*What to do*. A line counts if it contains the word "removed" at least once. State how many such lines the records contain, giving the number alone.

Saved data entries:
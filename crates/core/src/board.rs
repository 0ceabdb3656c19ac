//! Board module - the playfield cell matrix
//!
//! Cells are addressed as `(row, col)` with row growing downward. Rows
//! `0..height` are visible; rows `-buffer_rows..0` sit above the visible field
//! and hold pieces while they spawn. Storage is a flat row-major `Vec` whose
//! first `buffer_rows` rows are the buffer.

use crate::collision::is_legal;
use crate::shapes::Orientation;
use crate::types::{Cell, PieceKind, BOARD_HEIGHT, BOARD_WIDTH, BUFFER_ROWS};

#[derive(Debug, Clone, PartialEq, Eq)]
pub struct Board {
    width: u8,
    height: u8,
    buffer_rows: u8,
    /// Flat array of cells, row-major, buffer rows first
    cells: Vec<Cell>,
}

impl Board {
    /// Create an empty board.
    ///
    /// Panics on a zero width or height.
    pub fn new(width: u8, height: u8, buffer_rows: u8) -> Self {
        assert!(width > 0 && height > 0, "board needs a non-zero size");
        let len = width as usize * (height as usize + buffer_rows as usize);
        Self {
            width,
            height,
            buffer_rows,
            cells: vec![None; len],
        }
    }

    pub fn width(&self) -> u8 {
        self.width
    }

    /// Visible height (buffer rows excluded)
    pub fn height(&self) -> u8 {
        self.height
    }

    pub fn buffer_rows(&self) -> u8 {
        self.buffer_rows
    }

    /// Flat index for `(row, col)`, or None outside the buffer/visible area.
    #[inline(always)]
    fn index(&self, row: i16, col: i16) -> Option<usize> {
        if !self.in_bounds(row, col) {
            return None;
        }
        let storage_row = (row + self.buffer_rows as i16) as usize;
        Some(storage_row * self.width as usize + col as usize)
    }

    /// Whether `(row, col)` addresses a stored cell (buffer rows included).
    pub fn in_bounds(&self, row: i16, col: i16) -> bool {
        col >= 0
            && col < self.width as i16
            && row >= -(self.buffer_rows as i16)
            && row < self.height as i16
    }

    /// Cell at `(row, col)`; None when out of bounds
    pub fn get(&self, row: i16, col: i16) -> Option<Cell> {
        self.index(row, col).map(|idx| self.cells[idx])
    }

    /// Set cell at `(row, col)`; returns false when out of bounds
    pub fn set(&mut self, row: i16, col: i16, cell: Cell) -> bool {
        match self.index(row, col) {
            Some(idx) => {
                self.cells[idx] = cell;
                true
            }
            None => false,
        }
    }

    /// In bounds and filled
    pub fn is_occupied(&self, row: i16, col: i16) -> bool {
        matches!(self.get(row, col), Some(Some(_)))
    }

    /// Every cell of the row is occupied. Out-of-range rows are never full.
    pub fn is_row_full(&self, row: i16) -> bool {
        match self.row_slice(row) {
            Some(cells) => cells.iter().all(|cell| cell.is_some()),
            None => false,
        }
    }

    /// Cells of one row, left to right
    pub fn row_slice(&self, row: i16) -> Option<&[Cell]> {
        let start = self.index(row, 0)?;
        Some(&self.cells[start..start + self.width as usize])
    }

    /// Visible cells only, row-major from row 0.
    pub fn visible_cells(&self) -> &[Cell] {
        let start = self.buffer_rows as usize * self.width as usize;
        &self.cells[start..]
    }

    /// Number of occupied cells, buffer included
    pub fn occupied_count(&self) -> usize {
        self.cells.iter().filter(|cell| cell.is_some()).count()
    }

    /// Write `kind` into every occupied cell of `orientation` placed at `(row, col)`.
    ///
    /// Returns true when any written cell is above the visible field (row < 0),
    /// which the caller treats as game over.
    ///
    /// Panics if the placement is not legal; callers validate first.
    pub fn stamp(&mut self, orientation: &Orientation, row: i16, col: i16, kind: PieceKind) -> bool {
        assert!(
            is_legal(orientation, row, col, self),
            "stamp of illegal placement {:?} at ({}, {})",
            kind,
            row,
            col
        );

        let mut above_field = false;
        for (dr, dc) in orientation.cells() {
            let r = row + dr;
            self.set(r, col + dc, Some(kind));
            above_field |= r < 0;
        }
        above_field
    }

    /// Remove every full row and return how many were removed.
    ///
    /// Rows above each removed row shift down; empty rows enter at the top of
    /// the buffer, so the total row count never changes. Cascading clears are
    /// handled in one pass: surviving rows are compacted bottom-up with a
    /// read and a write cursor.
    pub fn clear_full_rows(&mut self) -> usize {
        let width = self.width as usize;
        let total_rows = self.height as usize + self.buffer_rows as usize;
        let mut write_row = total_rows;
        let mut cleared = 0;

        for read_row in (0..total_rows).rev() {
            let start = read_row * width;
            let full = self.cells[start..start + width].iter().all(|c| c.is_some());
            if full {
                cleared += 1;
                continue;
            }
            write_row -= 1;
            if write_row != read_row {
                self.cells
                    .copy_within(start..start + width, write_row * width);
            }
        }

        self.cells[..write_row * width].fill(None);
        cleared
    }

    /// Empty every cell, buffer included
    pub fn reset(&mut self) {
        self.cells.fill(None);
    }
}

impl Default for Board {
    fn default() -> Self {
        Self::new(BOARD_WIDTH, BOARD_HEIGHT, BUFFER_ROWS)
    }
}

#[cfg(test)]
mod tests {
    use super::*;
    use crate::shapes::spawn_orientation;

    fn fill_row(board: &mut Board, row: i16) {
        for col in 0..board.width() as i16 {
            board.set(row, col, Some(PieceKind::I));
        }
    }

    #[test]
    fn test_board_index_calculation() {
        let board = Board::default();
        assert_eq!(board.index(-2, 0), Some(0));
        assert_eq!(board.index(0, 0), Some(20));
        assert_eq!(board.index(19, 9), Some(219));
        assert_eq!(board.index(-3, 0), None);
        assert_eq!(board.index(20, 0), None);
        assert_eq!(board.index(0, 10), None);
        assert_eq!(board.index(0, -1), None);
    }

    #[test]
    fn test_buffer_rows_are_addressable() {
        let mut board = Board::default();
        assert!(board.set(-1, 4, Some(PieceKind::T)));
        assert!(board.is_occupied(-1, 4));
        assert!(board.visible_cells().iter().all(|c| c.is_none()));
    }

    #[test]
    fn test_stamp_reports_rows_above_field() {
        let mut board = Board::default();
        let o = spawn_orientation(PieceKind::O);
        assert!(!board.stamp(&o, 18, 4, PieceKind::O));
        assert!(board.stamp(&o, -1, 0, PieceKind::O));
        assert_eq!(board.occupied_count(), 8);
    }

    #[test]
    #[should_panic]
    fn test_stamp_rejects_overlap() {
        let mut board = Board::default();
        board.set(19, 4, Some(PieceKind::I));
        board.stamp(&spawn_orientation(PieceKind::O), 18, 4, PieceKind::O);
    }

    #[test]
    fn test_clear_three_rows_keeps_partial_row() {
        let mut board = Board::default();
        for row in 17..20 {
            fill_row(&mut board, row);
        }
        board.set(16, 0, Some(PieceKind::T));
        board.set(16, 7, Some(PieceKind::S));

        assert_eq!(board.clear_full_rows(), 3);
        assert_eq!(board.get(19, 0), Some(Some(PieceKind::T)));
        assert_eq!(board.get(19, 7), Some(Some(PieceKind::S)));
        assert_eq!(board.occupied_count(), 2);
        for row in -2..3 {
            assert!(board.row_slice(row).unwrap().iter().all(|c| c.is_none()));
        }
    }

    #[test]
    fn test_clear_non_adjacent_rows() {
        let mut board = Board::default();
        fill_row(&mut board, 19);
        board.set(18, 3, Some(PieceKind::J));
        fill_row(&mut board, 17);
        board.set(16, 5, Some(PieceKind::L));

        assert_eq!(board.clear_full_rows(), 2);
        assert_eq!(board.get(19, 3), Some(Some(PieceKind::J)));
        assert_eq!(board.get(18, 5), Some(Some(PieceKind::L)));
        assert_eq!(board.occupied_count(), 2);
    }

    #[test]
    fn test_reset_clears_everything() {
        let mut board = Board::default();
        fill_row(&mut board, 5);
        board.set(-2, 0, Some(PieceKind::Z));
        board.reset();
        assert_eq!(board.occupied_count(), 0);
    }
}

*Task output*. 2